Exercise data ->
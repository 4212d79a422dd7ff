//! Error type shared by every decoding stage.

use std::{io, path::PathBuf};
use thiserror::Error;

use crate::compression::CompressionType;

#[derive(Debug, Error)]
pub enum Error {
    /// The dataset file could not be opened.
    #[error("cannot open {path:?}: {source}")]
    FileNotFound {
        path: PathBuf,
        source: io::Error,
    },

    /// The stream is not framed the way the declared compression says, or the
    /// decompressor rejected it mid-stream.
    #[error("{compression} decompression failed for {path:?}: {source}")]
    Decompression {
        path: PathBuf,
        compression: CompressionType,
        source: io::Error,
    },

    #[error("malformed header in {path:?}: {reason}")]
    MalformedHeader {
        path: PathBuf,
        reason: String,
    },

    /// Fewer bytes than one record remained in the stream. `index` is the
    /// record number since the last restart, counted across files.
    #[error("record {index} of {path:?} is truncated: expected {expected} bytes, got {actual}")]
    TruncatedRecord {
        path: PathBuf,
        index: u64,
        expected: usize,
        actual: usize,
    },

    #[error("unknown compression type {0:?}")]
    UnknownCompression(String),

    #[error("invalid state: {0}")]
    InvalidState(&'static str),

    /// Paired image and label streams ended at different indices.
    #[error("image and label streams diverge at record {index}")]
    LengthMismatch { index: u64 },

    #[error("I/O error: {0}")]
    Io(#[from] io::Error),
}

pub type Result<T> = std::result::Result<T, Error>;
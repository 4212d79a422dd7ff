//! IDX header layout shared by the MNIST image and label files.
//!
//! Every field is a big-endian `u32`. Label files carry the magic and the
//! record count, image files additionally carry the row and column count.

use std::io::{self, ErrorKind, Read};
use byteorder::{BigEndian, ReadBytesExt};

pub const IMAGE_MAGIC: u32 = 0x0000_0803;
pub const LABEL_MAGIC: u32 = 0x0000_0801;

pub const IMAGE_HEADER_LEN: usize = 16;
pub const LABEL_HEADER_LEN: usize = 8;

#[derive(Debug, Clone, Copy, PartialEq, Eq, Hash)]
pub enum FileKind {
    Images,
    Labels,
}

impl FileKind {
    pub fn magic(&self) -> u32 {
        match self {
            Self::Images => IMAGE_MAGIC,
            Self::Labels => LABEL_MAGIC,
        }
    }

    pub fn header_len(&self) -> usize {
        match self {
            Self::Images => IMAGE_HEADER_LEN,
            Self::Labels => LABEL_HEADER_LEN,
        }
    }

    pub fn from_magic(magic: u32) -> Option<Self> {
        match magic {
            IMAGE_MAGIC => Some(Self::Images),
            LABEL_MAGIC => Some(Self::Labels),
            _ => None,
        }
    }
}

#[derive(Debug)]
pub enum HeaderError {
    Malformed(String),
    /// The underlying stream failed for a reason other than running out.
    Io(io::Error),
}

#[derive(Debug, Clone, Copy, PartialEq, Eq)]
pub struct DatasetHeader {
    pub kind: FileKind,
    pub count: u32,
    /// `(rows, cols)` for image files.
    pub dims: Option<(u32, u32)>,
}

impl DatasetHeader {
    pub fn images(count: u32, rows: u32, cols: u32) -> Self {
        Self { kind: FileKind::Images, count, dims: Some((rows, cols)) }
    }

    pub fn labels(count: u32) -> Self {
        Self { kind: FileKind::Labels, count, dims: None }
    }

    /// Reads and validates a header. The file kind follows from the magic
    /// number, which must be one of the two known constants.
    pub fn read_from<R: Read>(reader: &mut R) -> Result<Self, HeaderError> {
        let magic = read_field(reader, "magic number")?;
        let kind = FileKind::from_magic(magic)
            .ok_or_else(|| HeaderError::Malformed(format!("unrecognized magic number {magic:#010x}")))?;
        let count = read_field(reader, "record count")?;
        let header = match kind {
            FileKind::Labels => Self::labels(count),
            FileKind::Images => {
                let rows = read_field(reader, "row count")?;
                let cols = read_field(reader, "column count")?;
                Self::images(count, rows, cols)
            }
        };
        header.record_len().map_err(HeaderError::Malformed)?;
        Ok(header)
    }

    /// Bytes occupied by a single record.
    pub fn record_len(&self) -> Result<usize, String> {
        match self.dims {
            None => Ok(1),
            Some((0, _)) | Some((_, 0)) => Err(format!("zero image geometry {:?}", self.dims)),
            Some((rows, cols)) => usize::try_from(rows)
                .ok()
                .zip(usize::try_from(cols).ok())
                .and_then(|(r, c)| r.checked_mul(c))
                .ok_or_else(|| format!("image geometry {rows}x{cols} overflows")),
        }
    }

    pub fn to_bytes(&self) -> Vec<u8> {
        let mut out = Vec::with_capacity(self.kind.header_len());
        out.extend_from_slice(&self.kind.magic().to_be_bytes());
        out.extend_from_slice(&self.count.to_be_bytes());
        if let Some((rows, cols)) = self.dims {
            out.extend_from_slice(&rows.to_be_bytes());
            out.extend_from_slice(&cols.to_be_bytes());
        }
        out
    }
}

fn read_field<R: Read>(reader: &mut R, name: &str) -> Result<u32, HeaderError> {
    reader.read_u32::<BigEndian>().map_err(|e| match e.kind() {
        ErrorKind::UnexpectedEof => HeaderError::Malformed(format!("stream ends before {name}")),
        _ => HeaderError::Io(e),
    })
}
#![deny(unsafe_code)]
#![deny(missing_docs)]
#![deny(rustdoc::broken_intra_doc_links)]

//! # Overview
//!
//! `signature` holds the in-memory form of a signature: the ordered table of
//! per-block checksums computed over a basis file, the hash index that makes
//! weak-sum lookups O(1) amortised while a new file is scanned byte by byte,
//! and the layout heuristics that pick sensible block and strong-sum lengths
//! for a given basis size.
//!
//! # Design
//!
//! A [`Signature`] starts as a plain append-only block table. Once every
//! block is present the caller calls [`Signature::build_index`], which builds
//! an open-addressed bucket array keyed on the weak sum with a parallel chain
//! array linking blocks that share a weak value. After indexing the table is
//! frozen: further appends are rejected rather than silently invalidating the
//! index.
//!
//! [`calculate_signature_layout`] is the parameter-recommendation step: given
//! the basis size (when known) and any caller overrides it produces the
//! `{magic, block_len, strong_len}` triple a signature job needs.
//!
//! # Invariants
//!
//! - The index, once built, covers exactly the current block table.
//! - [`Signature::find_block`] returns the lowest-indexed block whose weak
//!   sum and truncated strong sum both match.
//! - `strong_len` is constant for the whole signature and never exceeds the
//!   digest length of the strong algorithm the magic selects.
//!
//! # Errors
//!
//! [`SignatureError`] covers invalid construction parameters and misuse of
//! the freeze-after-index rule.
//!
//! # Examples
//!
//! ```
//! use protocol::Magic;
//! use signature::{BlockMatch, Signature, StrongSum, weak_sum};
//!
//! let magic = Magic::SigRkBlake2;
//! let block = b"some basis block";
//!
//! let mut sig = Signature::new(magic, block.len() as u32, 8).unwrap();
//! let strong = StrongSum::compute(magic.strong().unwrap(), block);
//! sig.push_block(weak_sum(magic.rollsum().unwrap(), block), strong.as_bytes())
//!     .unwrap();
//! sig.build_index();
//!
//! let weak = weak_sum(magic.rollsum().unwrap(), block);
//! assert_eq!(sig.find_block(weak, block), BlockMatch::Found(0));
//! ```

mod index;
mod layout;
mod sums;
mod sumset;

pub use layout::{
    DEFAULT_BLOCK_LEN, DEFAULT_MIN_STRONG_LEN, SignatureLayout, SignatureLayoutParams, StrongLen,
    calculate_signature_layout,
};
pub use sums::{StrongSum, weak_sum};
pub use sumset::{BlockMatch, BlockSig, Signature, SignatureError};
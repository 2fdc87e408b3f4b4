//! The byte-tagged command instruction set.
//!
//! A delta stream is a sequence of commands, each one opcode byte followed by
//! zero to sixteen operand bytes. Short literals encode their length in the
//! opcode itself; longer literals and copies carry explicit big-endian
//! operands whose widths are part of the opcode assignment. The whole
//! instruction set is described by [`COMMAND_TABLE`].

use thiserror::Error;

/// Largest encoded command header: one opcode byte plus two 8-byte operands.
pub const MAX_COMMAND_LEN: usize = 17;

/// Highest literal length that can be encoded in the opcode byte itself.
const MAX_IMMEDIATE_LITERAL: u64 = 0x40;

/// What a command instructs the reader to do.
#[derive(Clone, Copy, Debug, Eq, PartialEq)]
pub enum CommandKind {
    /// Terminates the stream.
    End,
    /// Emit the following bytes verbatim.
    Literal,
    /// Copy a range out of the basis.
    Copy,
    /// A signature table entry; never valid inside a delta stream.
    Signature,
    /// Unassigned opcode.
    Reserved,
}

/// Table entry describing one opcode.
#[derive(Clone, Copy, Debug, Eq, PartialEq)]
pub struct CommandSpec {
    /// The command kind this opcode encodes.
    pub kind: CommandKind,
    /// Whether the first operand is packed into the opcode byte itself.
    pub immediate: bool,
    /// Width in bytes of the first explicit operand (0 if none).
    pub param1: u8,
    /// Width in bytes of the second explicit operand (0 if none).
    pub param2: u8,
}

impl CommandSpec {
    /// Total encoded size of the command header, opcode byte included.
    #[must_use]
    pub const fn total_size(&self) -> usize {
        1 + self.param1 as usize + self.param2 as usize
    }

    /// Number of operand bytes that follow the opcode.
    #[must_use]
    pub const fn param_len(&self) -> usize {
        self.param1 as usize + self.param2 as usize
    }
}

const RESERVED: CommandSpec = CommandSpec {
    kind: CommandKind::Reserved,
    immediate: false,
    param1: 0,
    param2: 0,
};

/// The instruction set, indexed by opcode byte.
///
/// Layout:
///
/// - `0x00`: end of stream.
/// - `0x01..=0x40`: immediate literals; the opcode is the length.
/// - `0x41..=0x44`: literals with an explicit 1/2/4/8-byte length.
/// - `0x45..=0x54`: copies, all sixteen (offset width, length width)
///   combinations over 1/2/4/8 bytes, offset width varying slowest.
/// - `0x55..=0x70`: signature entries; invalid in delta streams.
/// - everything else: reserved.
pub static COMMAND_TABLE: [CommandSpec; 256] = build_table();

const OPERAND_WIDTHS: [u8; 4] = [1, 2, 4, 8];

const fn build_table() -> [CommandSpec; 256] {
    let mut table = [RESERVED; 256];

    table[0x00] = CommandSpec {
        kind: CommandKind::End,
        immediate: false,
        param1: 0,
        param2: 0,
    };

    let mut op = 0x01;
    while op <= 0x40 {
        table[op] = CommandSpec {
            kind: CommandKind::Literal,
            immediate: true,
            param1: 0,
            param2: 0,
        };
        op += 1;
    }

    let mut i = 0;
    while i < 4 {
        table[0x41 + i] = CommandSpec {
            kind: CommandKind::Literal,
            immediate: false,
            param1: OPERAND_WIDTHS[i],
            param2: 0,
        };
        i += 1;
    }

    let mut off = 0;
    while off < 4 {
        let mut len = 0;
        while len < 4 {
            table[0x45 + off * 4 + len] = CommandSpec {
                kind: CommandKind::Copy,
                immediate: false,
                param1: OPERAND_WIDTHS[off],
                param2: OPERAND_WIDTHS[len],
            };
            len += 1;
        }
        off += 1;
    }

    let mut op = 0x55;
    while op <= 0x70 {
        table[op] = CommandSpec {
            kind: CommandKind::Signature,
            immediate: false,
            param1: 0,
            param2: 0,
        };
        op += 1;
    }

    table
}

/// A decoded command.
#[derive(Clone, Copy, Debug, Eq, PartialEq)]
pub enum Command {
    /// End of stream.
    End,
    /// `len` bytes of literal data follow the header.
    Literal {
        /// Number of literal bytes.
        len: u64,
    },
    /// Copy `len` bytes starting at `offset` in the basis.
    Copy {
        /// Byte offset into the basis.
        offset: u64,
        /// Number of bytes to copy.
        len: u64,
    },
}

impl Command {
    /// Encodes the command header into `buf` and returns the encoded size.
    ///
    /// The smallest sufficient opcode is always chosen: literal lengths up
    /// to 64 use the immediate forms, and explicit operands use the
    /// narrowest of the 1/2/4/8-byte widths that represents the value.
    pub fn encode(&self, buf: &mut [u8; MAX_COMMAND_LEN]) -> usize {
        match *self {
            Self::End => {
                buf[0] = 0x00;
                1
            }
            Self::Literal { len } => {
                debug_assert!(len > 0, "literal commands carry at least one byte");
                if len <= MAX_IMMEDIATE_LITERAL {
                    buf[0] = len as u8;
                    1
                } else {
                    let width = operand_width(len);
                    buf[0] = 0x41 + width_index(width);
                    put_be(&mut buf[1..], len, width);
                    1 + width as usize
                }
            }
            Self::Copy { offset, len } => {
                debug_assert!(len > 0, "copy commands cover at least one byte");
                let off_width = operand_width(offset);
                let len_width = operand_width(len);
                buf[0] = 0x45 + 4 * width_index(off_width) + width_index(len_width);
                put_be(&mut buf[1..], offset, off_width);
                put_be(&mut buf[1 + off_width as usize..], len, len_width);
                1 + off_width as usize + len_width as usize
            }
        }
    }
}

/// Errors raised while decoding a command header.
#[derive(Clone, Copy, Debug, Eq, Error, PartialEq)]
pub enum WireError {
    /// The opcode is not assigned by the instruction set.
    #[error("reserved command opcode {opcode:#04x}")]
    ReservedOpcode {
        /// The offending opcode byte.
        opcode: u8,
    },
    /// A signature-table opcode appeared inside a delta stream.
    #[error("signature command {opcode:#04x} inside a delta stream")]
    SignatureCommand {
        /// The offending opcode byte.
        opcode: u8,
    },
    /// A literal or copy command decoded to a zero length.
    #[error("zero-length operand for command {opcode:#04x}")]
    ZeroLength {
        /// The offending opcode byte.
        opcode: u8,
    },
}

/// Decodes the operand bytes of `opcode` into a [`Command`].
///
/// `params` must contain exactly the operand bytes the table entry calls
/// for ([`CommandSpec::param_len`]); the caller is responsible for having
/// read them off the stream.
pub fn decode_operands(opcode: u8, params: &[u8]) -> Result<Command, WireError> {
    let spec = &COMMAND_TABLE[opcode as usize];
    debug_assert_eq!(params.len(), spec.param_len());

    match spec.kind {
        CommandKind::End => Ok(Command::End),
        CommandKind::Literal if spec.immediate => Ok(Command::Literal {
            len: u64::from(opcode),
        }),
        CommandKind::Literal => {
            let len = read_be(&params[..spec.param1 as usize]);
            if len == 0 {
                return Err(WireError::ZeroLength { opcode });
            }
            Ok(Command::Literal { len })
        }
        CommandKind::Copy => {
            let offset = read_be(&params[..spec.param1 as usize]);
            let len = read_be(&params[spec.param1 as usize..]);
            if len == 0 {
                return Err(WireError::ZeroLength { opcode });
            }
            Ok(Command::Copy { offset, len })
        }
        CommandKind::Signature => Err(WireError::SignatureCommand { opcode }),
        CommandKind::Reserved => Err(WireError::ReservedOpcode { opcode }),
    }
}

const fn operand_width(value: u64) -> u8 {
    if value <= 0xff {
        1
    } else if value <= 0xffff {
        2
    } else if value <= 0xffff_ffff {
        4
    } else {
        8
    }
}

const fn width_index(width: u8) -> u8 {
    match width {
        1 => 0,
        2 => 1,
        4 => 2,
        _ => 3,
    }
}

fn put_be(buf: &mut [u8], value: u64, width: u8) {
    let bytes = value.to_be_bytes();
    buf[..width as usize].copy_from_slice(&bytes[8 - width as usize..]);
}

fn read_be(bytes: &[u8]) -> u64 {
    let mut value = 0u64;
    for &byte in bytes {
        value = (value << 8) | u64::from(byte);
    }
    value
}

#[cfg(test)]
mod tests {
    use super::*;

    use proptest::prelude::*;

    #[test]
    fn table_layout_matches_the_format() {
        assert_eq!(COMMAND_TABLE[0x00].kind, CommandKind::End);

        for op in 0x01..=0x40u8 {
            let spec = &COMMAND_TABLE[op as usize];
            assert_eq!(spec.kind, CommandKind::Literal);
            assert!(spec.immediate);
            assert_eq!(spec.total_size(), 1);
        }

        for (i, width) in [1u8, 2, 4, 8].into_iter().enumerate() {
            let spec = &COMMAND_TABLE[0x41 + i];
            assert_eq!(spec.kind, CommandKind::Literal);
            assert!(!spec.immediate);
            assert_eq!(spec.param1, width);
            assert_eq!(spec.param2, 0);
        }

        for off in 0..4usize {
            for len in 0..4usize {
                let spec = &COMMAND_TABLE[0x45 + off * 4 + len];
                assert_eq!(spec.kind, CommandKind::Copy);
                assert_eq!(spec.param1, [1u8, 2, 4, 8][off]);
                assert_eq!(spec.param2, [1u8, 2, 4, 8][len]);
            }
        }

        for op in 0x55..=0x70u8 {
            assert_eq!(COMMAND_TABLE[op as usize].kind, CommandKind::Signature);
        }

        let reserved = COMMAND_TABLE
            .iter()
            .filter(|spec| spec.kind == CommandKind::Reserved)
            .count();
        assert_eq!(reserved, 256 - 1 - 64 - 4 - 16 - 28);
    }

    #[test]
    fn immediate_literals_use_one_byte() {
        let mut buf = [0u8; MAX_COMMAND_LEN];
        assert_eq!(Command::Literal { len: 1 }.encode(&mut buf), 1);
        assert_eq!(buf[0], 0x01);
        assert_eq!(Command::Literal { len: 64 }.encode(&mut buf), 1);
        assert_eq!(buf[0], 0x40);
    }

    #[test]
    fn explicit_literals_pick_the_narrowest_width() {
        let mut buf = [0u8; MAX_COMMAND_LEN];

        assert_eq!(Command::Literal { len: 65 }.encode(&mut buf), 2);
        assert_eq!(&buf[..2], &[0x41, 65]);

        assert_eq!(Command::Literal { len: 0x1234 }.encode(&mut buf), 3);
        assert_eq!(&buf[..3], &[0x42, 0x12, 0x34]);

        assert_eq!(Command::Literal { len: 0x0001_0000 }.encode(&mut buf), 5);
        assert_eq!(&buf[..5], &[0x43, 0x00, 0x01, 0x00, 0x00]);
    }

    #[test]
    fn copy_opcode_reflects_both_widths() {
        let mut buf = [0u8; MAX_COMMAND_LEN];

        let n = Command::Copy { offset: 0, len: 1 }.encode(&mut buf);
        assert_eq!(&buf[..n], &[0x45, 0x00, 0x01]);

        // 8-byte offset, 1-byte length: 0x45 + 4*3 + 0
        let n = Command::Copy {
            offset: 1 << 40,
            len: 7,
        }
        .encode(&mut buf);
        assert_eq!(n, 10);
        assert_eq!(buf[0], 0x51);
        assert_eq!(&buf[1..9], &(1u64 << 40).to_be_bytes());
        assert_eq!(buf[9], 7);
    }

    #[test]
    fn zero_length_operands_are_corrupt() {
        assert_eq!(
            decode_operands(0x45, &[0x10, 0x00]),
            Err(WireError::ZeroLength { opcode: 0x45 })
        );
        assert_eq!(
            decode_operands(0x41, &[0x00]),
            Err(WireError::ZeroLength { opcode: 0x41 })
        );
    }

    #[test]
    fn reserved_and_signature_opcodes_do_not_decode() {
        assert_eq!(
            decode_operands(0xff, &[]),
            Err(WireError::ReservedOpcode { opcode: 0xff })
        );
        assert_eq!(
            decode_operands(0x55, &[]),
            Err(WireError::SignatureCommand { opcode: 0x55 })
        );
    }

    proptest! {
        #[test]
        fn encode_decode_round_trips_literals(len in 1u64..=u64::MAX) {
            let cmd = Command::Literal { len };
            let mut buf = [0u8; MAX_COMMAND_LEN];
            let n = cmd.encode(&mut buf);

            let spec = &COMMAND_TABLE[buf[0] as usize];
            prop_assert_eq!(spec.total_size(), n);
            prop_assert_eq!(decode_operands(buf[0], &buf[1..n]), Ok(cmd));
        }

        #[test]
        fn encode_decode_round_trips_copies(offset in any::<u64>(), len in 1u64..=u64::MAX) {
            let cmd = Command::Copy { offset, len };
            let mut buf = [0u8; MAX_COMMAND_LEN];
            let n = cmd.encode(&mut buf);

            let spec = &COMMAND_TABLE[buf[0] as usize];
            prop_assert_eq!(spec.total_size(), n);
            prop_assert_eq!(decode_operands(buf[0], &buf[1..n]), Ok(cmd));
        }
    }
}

Exercise aim -> Reading through the records above, report each line in which the string "DatasetHeader" is found.

Task output ->
pub struct DatasetHeader {
impl DatasetHeader {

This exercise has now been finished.